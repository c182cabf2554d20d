//! Stage events — the semantic moments of a spin
//!
//! A stage is not an animation frame. Display ticks are visual noise and are
//! never recorded; only start, per-reel spin/stop, and end are.

use serde::{Deserialize, Serialize};

use l9_core::{Digit, L9Error, L9Result, Millis, ReelCount};

/// Canonical spin stage
#[derive(Debug, Clone, PartialEq, Eq, Serialize, Deserialize)]
#[serde(tag = "type", rename_all = "snake_case")]
pub enum Stage {
    /// Spin triggered
    SpinStart {
        session: u64,
        reel_count: ReelCount,
    },

    /// Reel began cycling and will settle after `delay_ms`
    ReelSpinning { reel_index: usize, delay_ms: Millis },

    /// Reel settled on its final digit
    ReelStop { reel_index: usize, digit: Digit },

    /// Every active reel settled
    SpinEnd { session: u64, results: Vec<Digit> },
}

impl Stage {
    pub fn type_name(&self) -> &'static str {
        match self {
            Stage::SpinStart { .. } => "spin_start",
            Stage::ReelSpinning { .. } => "reel_spinning",
            Stage::ReelStop { .. } => "reel_stop",
            Stage::SpinEnd { .. } => "spin_end",
        }
    }

    /// Reel this stage refers to, if any
    pub fn reel_index(&self) -> Option<usize> {
        match self {
            Stage::ReelSpinning { reel_index, .. } | Stage::ReelStop { reel_index, .. } => {
                Some(*reel_index)
            }
            _ => None,
        }
    }
}

/// A stage with its virtual timestamp
#[derive(Debug, Clone, PartialEq, Eq, Serialize, Deserialize)]
pub struct StageEvent {
    pub stage: Stage,
    pub timestamp_ms: Millis,
}

impl StageEvent {
    pub fn new(stage: Stage, timestamp_ms: Millis) -> Self {
        Self {
            stage,
            timestamp_ms,
        }
    }

    pub fn type_name(&self) -> &'static str {
        self.stage.type_name()
    }
}

/// All stage events of one spin session
#[derive(Debug, Clone, Default, PartialEq, Eq, Serialize, Deserialize)]
pub struct StageTrace {
    pub session: u64,
    pub events: Vec<StageEvent>,
}

impl StageTrace {
    pub fn new(session: u64) -> Self {
        Self {
            session,
            events: Vec::new(),
        }
    }

    pub fn push(&mut self, event: StageEvent) {
        self.events.push(event);
    }

    /// Time between the first and last event
    pub fn duration_ms(&self) -> Millis {
        match (self.events.first(), self.events.last()) {
            (Some(first), Some(last)) => last.timestamp_ms.saturating_sub(first.timestamp_ms),
            _ => 0,
        }
    }

    /// `(reel_index, digit)` of every reel stop, in the order they happened
    pub fn reel_stops(&self) -> Vec<(usize, Digit)> {
        self.events
            .iter()
            .filter_map(|event| match event.stage {
                Stage::ReelStop { reel_index, digit } => Some((reel_index, digit)),
                _ => None,
            })
            .collect()
    }

    /// Whether the session reached `SpinEnd`
    pub fn is_complete(&self) -> bool {
        self.events
            .iter()
            .any(|event| matches!(event.stage, Stage::SpinEnd { .. }))
    }

    /// Structural checks on the trace
    pub fn validate(&self) -> TraceValidation {
        let reel_count = self.events.iter().find_map(|event| match event.stage {
            Stage::SpinStart { reel_count, .. } => Some(reel_count.count()),
            _ => None,
        });

        TraceValidation {
            has_spin_start: reel_count.is_some(),
            has_spin_end: self.is_complete(),
            reel_count: reel_count.unwrap_or(0),
            reel_stop_count: self.reel_stops().len(),
            chronological: self
                .events
                .windows(2)
                .all(|pair| pair[0].timestamp_ms <= pair[1].timestamp_ms),
        }
    }

    pub fn to_json(&self) -> L9Result<String> {
        serde_json::to_string_pretty(self).map_err(|e| L9Error::Serialization(e.to_string()))
    }
}

/// Result of [`StageTrace::validate`]
#[derive(Debug, Clone, Copy, PartialEq, Eq)]
pub struct TraceValidation {
    pub has_spin_start: bool,
    pub has_spin_end: bool,
    pub reel_count: usize,
    pub reel_stop_count: usize,
    pub chronological: bool,
}

impl TraceValidation {
    pub fn is_valid(&self) -> bool {
        self.has_spin_start
            && self.has_spin_end
            && self.reel_stop_count == self.reel_count
            && self.chronological
    }
}

#[cfg(test)]
mod tests {
    use super::*;

    fn digit(value: u8) -> Digit {
        Digit::new(value).unwrap()
    }

    fn double_trace() -> StageTrace {
        let mut trace = StageTrace::new(1);
        trace.push(StageEvent::new(
            Stage::SpinStart {
                session: 1,
                reel_count: ReelCount::Two,
            },
            0,
        ));
        trace.push(StageEvent::new(
            Stage::ReelSpinning {
                reel_index: 0,
                delay_ms: 1000,
            },
            0,
        ));
        trace.push(StageEvent::new(
            Stage::ReelSpinning {
                reel_index: 1,
                delay_ms: 1500,
            },
            0,
        ));
        trace.push(StageEvent::new(
            Stage::ReelStop {
                reel_index: 0,
                digit: digit(4),
            },
            1000,
        ));
        trace.push(StageEvent::new(
            Stage::ReelStop {
                reel_index: 1,
                digit: digit(9),
            },
            1500,
        ));
        trace.push(StageEvent::new(
            Stage::SpinEnd {
                session: 1,
                results: vec![digit(4), digit(9)],
            },
            1500,
        ));
        trace
    }

    #[test]
    fn test_trace_validation() {
        let trace = double_trace();
        let validation = trace.validate();

        assert!(validation.is_valid());
        assert_eq!(validation.reel_count, 2);
        assert_eq!(trace.duration_ms(), 1500);
        assert_eq!(trace.reel_stops(), vec![(0, digit(4)), (1, digit(9))]);
    }

    #[test]
    fn test_incomplete_trace_is_invalid() {
        let mut trace = double_trace();
        trace.events.truncate(4);
        let validation = trace.validate();

        assert!(!validation.has_spin_end);
        assert_eq!(validation.reel_stop_count, 1);
        assert!(!validation.is_valid());
    }

    #[test]
    fn test_stage_accessors() {
        let stop = Stage::ReelStop {
            reel_index: 2,
            digit: digit(0),
        };
        assert_eq!(stop.type_name(), "reel_stop");
        assert_eq!(stop.reel_index(), Some(2));
        assert_eq!(Stage::SpinStart { session: 3, reel_count: ReelCount::One }.reel_index(), None);
    }

    #[test]
    fn test_trace_json() {
        let trace = double_trace();
        let json = trace.to_json().unwrap();

        assert!(json.contains("\"type\": \"spin_start\""));
        assert!(json.contains("\"reel_count\": \"two\""));

        let parsed: StageTrace = serde_json::from_str(&json).unwrap();
        assert_eq!(parsed, trace);
    }
}
//! Reel window: one digit slot

use iced::alignment::{Horizontal, Vertical};
use iced::widget::{container, text};
use iced::{Border, Element, Length, Shadow, Theme, Vector};

use l9_slot::Reel;

use crate::theme::{Palette, Sizes};

/// Text shown for a reel; "?" until it has a digit
pub fn reel_label(reel: &Reel) -> String {
    match reel.display() {
        Some(digit) => digit.to_string(),
        None => "?".to_string(),
    }
}

/// Create reel window view
pub fn reel_window<'a, Message: 'a>(reel: &Reel) -> Element<'a, Message> {
    let spinning = reel.is_spinning();
    let digit = text(reel_label(reel))
        .size(Sizes::REEL_DIGIT)
        .color(if spinning {
            Palette::DIGIT_SPINNING
        } else {
            Palette::DIGIT
        });

    container(digit)
        .width(Length::Fixed(Sizes::REEL_WIDTH))
        .height(Length::Fixed(Sizes::REEL_HEIGHT))
        .align_x(Horizontal::Center)
        .align_y(Vertical::Center)
        .style(move |_theme: &Theme| container::Style {
            background: Some(Palette::REEL_BG.into()),
            border: Border {
                color: if spinning { Palette::GOLD } else { Palette::GOLD_DIM },
                width: 3.0,
                radius: 10.0.into(),
            },
            // Glow while spinning
            shadow: if spinning {
                Shadow {
                    color: Palette::GLOW,
                    offset: Vector::new(0.0, 0.0),
                    blur_radius: 18.0,
                }
            } else {
                Shadow::default()
            },
            ..Default::default()
        })
        .into()
}
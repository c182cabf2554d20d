//! Error types for Lucky 9

use thiserror::Error;

/// Core error type
#[derive(Error, Debug)]
pub enum L9Error {
    #[error("Invalid digit: {0} (expected 0-9)")]
    InvalidDigit(u8),

    #[error("Invalid reel count: {0} (expected 1-3)")]
    InvalidReelCount(u8),

    #[error("Unknown mode: {0} (expected single, double or triple)")]
    UnknownMode(String),

    #[error("Config error: {0}")]
    Config(String),

    #[error("IO error: {0}")]
    Io(#[from] std::io::Error),

    #[error("Serialization error: {0}")]
    Serialization(String),
}

/// Result type alias
pub type L9Result<T> = Result<T, L9Error>;
//! SlotMachine — the controller
//!
//! Owns mode selection, starts spin sessions, routes fired timers to their
//! reels and counts completion signals. The global spinning flag clears the
//! moment the last active reel settles.

use rand::SeedableRng;
use rand::rngs::StdRng;
use serde::{Deserialize, Serialize};

use l9_core::{Digit, Millis, ReelCount};

use crate::config::SlotConfig;
use crate::reel::{Reel, ReelSettled, ReelTimer};
use crate::stage::{Stage, StageEvent, StageTrace};
use crate::timer::TimerQueue;

/// Number of reels on the machine
pub const REEL_SLOTS: usize = ReelCount::MAX;

/// Label shown on the active mode's button while it spins
pub const SPINNING_LABEL: &str = "SPINNING...";

/// One spin, from trigger until replaced by the next trigger
#[derive(Debug, Clone, PartialEq, Eq, Serialize, Deserialize)]
pub struct SpinSession {
    pub id: u64,
    pub reel_count: ReelCount,
    /// Target digit per active reel
    pub targets: Vec<Digit>,
    /// Settle delay per active reel
    pub delays_ms: Vec<Millis>,
    pub started_at_ms: Millis,
    /// Reels that reported completion
    pub completed: usize,
}

impl SpinSession {
    pub fn is_complete(&self) -> bool {
        self.completed >= self.reel_count.count()
    }

    pub fn remaining(&self) -> usize {
        self.reel_count.count().saturating_sub(self.completed)
    }
}

/// Observable machine state, for comparisons and display
#[derive(Debug, Clone, PartialEq, Eq)]
pub struct MachineSnapshot {
    pub now_ms: Millis,
    pub spinning: bool,
    pub mode: ReelCount,
    pub session_id: Option<u64>,
    pub completed: usize,
    pub results: [Option<Digit>; REEL_SLOTS],
    pub displays: [Option<Digit>; REEL_SLOTS],
    pub reels_spinning: [bool; REEL_SLOTS],
    pub pending_timers: usize,
}

/// Lucky 9 slot machine
pub struct SlotMachine {
    /// Configuration
    config: SlotConfig,
    /// Shared timer queue for every reel
    timers: TimerQueue<ReelTimer>,
    reels: [Reel; REEL_SLOTS],
    /// Random number generator
    rng: StdRng,
    /// Selected mode
    mode: ReelCount,
    /// Current or last session
    session: Option<SpinSession>,
    results: [Option<Digit>; REEL_SLOTS],
    spinning: bool,
    /// Sessions started so far
    spin_count: u64,
    /// Stage trace of the current or last session
    trace: StageTrace,
}
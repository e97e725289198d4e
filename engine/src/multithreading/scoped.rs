#[cfg(feature = "std")]
extern crate std;

use core::{
    cell::RefCell,
    marker::PhantomData,
    mem::transmute,
    slice,
    sync::atomic::{AtomicU64, Ordering},
};

use platform::thread_pool::{TaskHandle, ThreadPool};

use crate::{
    allocators::LinearAllocator,
    collections::{Queue, RingAllocationMetadata, RingBox, RingBuffer},
};

fn make_scope_id() -> u64 {
    static SCOPE_ID_COUNTER: AtomicU64 = AtomicU64::new(0);
    let prev_id = SCOPE_ID_COUNTER.fetch_add(1, Ordering::Relaxed);
    prev_id.checked_add(1).unwrap() // These ids really need to be unique.
}

/// Runs the function, inside which tasks can be parallellized using
/// [`ThreadPoolScope`].
///
/// Returns None if the arena does not have space for the task queues, or if the
/// thread pool has any pending tasks. In these cases, the function won't be run
/// at all.
///
/// Analogous to `std::thread::scope`, except that instead of spawning threads,
/// this handle allows sending work across the thread pool this was created
/// with.
///
/// Any tasks left unjoined are joined after the closure has finished running.
#[track_caller]
#[must_use]
pub fn thread_pool_scope<'env, F, T>(
    thread_pool: &'env mut ThreadPool,
    arena: &'env LinearAllocator,
    f: F,
) -> Option<T>
where
    F: for<'scope> FnOnce(&'scope ThreadPoolScope<'scope, 'env>) -> T,
{
    if thread_pool.has_pending() {
        return None;
    }

    let max_queued_tasks = thread_pool.queue_len() * thread_pool.thread_count();
    let scope = ThreadPoolScope {
        state: RefCell::new(ScopeState {
            thread_pool,
            // Safety: task_buffer is only used to allocate within
            // ThreadPoolScope's functions, all the allocations are stored in
            // the thread pool channels, which are joined from and the
            // allocations dropped in ThreadPoolScope::force_join at the latest,
            // which is within 'env.
            task_buffer: unsafe { RingBuffer::new_non_static(arena, max_queued_tasks) }?,
            task_proxies: Queue::new(arena, max_queued_tasks)?,
            scatter_count: 0,
            scope_id: make_scope_id(),
        }),
        scope: PhantomData,
        env: PhantomData,
    };

    // The hard parts are adapted from std::thread::scope. Finicky stuff.

    #[cfg(not(feature = "std"))]
    let result = f(&scope);
    #[cfg(feature = "std")]
    let result = std::panic::catch_unwind(std::panic::AssertUnwindSafe(|| f(&scope)));

    scope.force_join();
    assert!(
        !scope.state.borrow().thread_pool.has_pending(),
        "thread pool should've finished all its tasks in scope.force_join!",
    );

    #[cfg(not(feature = "std"))]
    {
        Some(result)
    }
    #[cfg(feature = "std")]
    match result {
        Err(err) => std::panic::resume_unwind(err),
        Ok(result) => Some(result),
    }
}

pub struct ScatterHandle<T: 'static> {
    scatter_position: u64,
    scope_id: u64,
    _type_holder: PhantomData<&'static T>,
}

#[derive(Debug)]
struct GenericTask {
    data_ptr: *mut (),
    data_len: usize,
    func_ptr: *const (),
    func_proxy: fn(*const (), *mut (), usize),
}

// Safety: the type of the value pointed to by data_ptr is required to be Sync
// in ThreadPoolScope::scatter's type parameter.
unsafe impl Sync for GenericTask {}

#[derive(Debug)]
struct TaskProxy {
    handle: TaskHandle<GenericTask>,
    metadata: RingAllocationMetadata,
    scatter_position: u64,
}

struct ScopeState<'a> {
    thread_pool: &'a mut ThreadPool,
    task_buffer: RingBuffer<GenericTask>,
    task_proxies: Queue<'a, TaskProxy>,
    scatter_count: u64,
    scope_id: u64,
}

pub struct ThreadPoolScope<'scope, 'env: 'scope> {
    state: RefCell<ScopeState<'env>>,

    // These two match the PhantomDatas in a `std::thread::Scope`.
    scope: PhantomData<&'scope mut &'scope ()>,
    env: PhantomData<&'env mut &'env ()>,
}

impl<'scope> ThreadPoolScope<'scope, '_> {
    /// Splits `data` into parts and runs `func` on multiple threads, passing in
    /// one part to each thread's `func`. Returns None if the thread pool's task
    /// queue is full.
    pub fn scatter<T>(
        &self,
        mut data: &'scope mut [T],
        func: fn(&mut [T]),
    ) -> Option<ScatterHandle<T>>
    where
        // NOTE: this bound is needed because GenericTask is unsafe-impl'd to be
        // Sync and we store a the `data` slice's pointer in it.
        T: Sync,
    {
        let mut state = self.state.borrow_mut();

        // TODO: add a counter for currently-queued-up tasks, and return None if there's as many as thread pool's queue len

        let scatter_position = state.scatter_count;
        state.scatter_count = state.scatter_count.checked_add(1).unwrap();

        fn proxy<T>(func_ptr: *const (), data_ptr: *mut (), data_len: usize) {
            // Safety: this pointer is cast from the destination type `fn(&mut
            // [T])` above, and transmuting pointers to fn pointers is ok
            // according to the [fn
            // docs](https://doc.rust-lang.org/core/primitive.fn.html#casting-to-and-from-integers).
            let func = unsafe { transmute::<*const (), fn(&mut [T])>(func_ptr) };

            let data_ptr = data_ptr as *mut T;
            // Safety: the pointer and length are valid regarding alignment etc.
            // basic stuff since they were created from a valid slice in the
            // first place. The lifetime is valid as well since data does not
            // escape this function, and this function is run within 'scope,
            // which is the lifetime of the original slice this pointer and
            // length are from.
            let data = unsafe { slice::from_raw_parts_mut(data_ptr, data_len) };

            func(data);
        }

        let len_per_thread = data.len().div_ceil(state.thread_pool.thread_count());
        for _ in 0..state.thread_pool.thread_count() {
            if data.is_empty() {
                break;
            }

            let data_part;
            (data_part, data) = data.split_at_mut(len_per_thread.min(data.len()));

            // Allocate the GenericTask for 'scope.
            let (generic_task, metadata) = state
                .task_buffer
                .allocate_box(GenericTask {
                    data_ptr: data_part.as_mut_ptr() as *mut (),
                    data_len: data_part.len(),
                    func_ptr: func as *const (),
                    func_proxy: proxy::<T>,
                })
                .unwrap()
                .into_parts();

            // Send off the GenericTask, using the proxy function from it to
            // call the user-provided one.
            let handle = state
                .thread_pool
                .spawn_task(generic_task, |task| {
                    (task.func_proxy)(task.func_ptr, task.data_ptr, task.data_len);
                })
                .unwrap();

            // Add the actual task handle to our queue (so it can be drained
            // before 'scope ends even if never manually joined).
            state
                .task_proxies
                .push_back(TaskProxy {
                    handle,
                    metadata,
                    scatter_position,
                })
                .unwrap();
        }

        assert!(
            data.is_empty(),
            "part of the slice wasn't sent to any thread?",
        );

        Some(ScatterHandle {
            scatter_position,
            scope_id: state.scope_id,
            _type_holder: PhantomData,
        })
    }

    /// Waits until the work related to the [`ScatterHandle`] is done, and then
    /// returns the processed data back.
    ///
    /// Returns None if called in a different order as
    /// [`ThreadPoolScope::scatter`] was called — this is a FIFO queue of work.
    ///
    /// ### Panics
    ///
    /// If the handle is from a different [`ThreadPoolScope`].
    pub fn gather<T>(&self, handle: ScatterHandle<T>) -> Option<&'scope mut [T]> {
        let mut state = self.state.borrow_mut();

        assert_eq!(
            state.scope_id, handle.scope_id,
            "this scatter handle was not returned from this scope",
        );

        let mut slice_ptr = None;
        let mut slice_len = 0;

        while {
            if let Some(task_proxy) = state.task_proxies.peek_front() {
                task_proxy.scatter_position == handle.scatter_position
            } else {
                false
            }
        } {
            let proxy = state.task_proxies.pop_front().unwrap();
            let generic_task = state.thread_pool.join_task(proxy.handle).unwrap();

            if slice_ptr.is_none() {
                slice_ptr = Some(generic_task.data_ptr as *mut T);
            }
            slice_len += generic_task.data_len;

            // Safety: this TaskProxy was created from a matching box and metadata,
            // with the box "hidden" behind the task handle. Since result is the
            // same box we passed into spawn_task, which in turn was from the same
            // RingBox as the metadata, these two form a valid pair.
            let boxed = unsafe { RingBox::from_parts(generic_task, proxy.metadata) };
            state.task_buffer.free_box(boxed).unwrap();
        }

        let slice_ptr = slice_ptr?;

        // Safety: the pointer is from the first task that was spawned, so it's
        // also the base pointer of the slice passed into the original scatter
        // call. Similarly, since len is a sum of all the tasks's lengths, it
        // sums up to the length of the original slice. Since the original slice
        // was passed in for 'scope, the lifetime is valid as well.
        Some(unsafe { slice::from_raw_parts_mut(slice_ptr, slice_len) })
    }

    /// Joins the pending tasks on the thread pool, dropping the results.
    fn force_join(&self) {
        let mut state = self.state.borrow_mut();
        while let Some(proxy) = state.task_proxies.pop_front() {
            let result = state.thread_pool.join_task(proxy.handle).unwrap();
            // Safety: this TaskProxy was created from a matching box and
            // metadata, with the box "hidden" behind the task handle. Since
            // result is the same box we passed into spawn_task, which in turn
            // was from the same RingBox as the metadata, these two form a valid
            // pair.
            let ring_box = unsafe { RingBox::from_parts(result, proxy.metadata) };
            state.task_buffer.free_box(ring_box).unwrap();
        }
    }
}

#[cfg(test)]
mod tests {
    #[test]
    fn scatter_and_gather_work() {
        use super::thread_pool_scope;
        use crate::{allocators::StaticAllocator, static_allocator};
        use platform::thread_pool::leak_single_threaded_thread_pool;

        static ARENA: &StaticAllocator = static_allocator!(1000);
        let mut thread_pool = leak_single_threaded_thread_pool(1);

        let mut data = [1u32; 4];
        thread_pool_scope(&mut thread_pool, ARENA, |pool| {
            let handle = pool.scatter(&mut data, |data| data[0] = 123).unwrap();
            // data[0] = 5; // can't access here, good
            let data = pool.gather(handle).unwrap();
            assert_eq!([123, 1, 1, 1], data);
        })
        .unwrap();
        assert_eq!(123, data[0]);
    }

    #[test]
    fn tasks_are_joined_after_scope_ends() {
        use super::thread_pool_scope;
        use crate::{allocators::StaticAllocator, static_allocator};
        use platform::thread_pool::leak_single_threaded_thread_pool;

        static ARENA: &StaticAllocator = static_allocator!(1000);
        let mut thread_pool = leak_single_threaded_thread_pool(1);

        let mut data = [0u32; 4];
        thread_pool_scope(&mut thread_pool, ARENA, |pool| {
            pool.scatter(&mut data, |data| data[0] = 123);
        })
        .unwrap();
        assert_eq!(123, data[0]);
    }

    #[cfg(feature = "std")]
    #[test]
    fn tasks_are_joined_even_if_closure_panics() {
        extern crate std;

        use super::thread_pool_scope;
        use crate::{allocators::StaticAllocator, static_allocator};
        use core::panic::AssertUnwindSafe;
        use platform::thread_pool::leak_single_threaded_thread_pool;

        static ARENA: &StaticAllocator = static_allocator!(1000);
        let mut thread_pool = leak_single_threaded_thread_pool(1);

        let mut data = [0u32; 4];

        let result = std::panic::catch_unwind(AssertUnwindSafe(|| {
            thread_pool_scope(&mut thread_pool, ARENA, |pool| {
                pool.scatter(&mut data, |data| data[0] = 123);
                panic!("Oh no, a panic inside the scope function!");
            })
            .unwrap();
        }));
        assert!(result.is_err());

        assert_eq!(123, data[0]);
    }

    #[cfg(not(feature = "std"))]
    #[ignore = "panic handling requires the 'std' feature"]
    #[test]
    fn tasks_are_joined_even_if_closure_panics() {}
}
============================================================
Problem to solve → What is asked for is an exact copy of the lines above from the one containing "self.has_spin_start" through the one containing "fn double_trace() ->", and only those.

Output of the exercise →
        self.has_spin_start
            && self.has_spin_end
            && self.reel_stop_count == self.reel_count
            && self.chronological
    }
}

#[cfg(test)]
mod tests {
    use super::*;

    fn digit(value: u8) -> Digit {
        Digit::new(value).unwrap()
    }

    fn double_trace() -> StageTrace {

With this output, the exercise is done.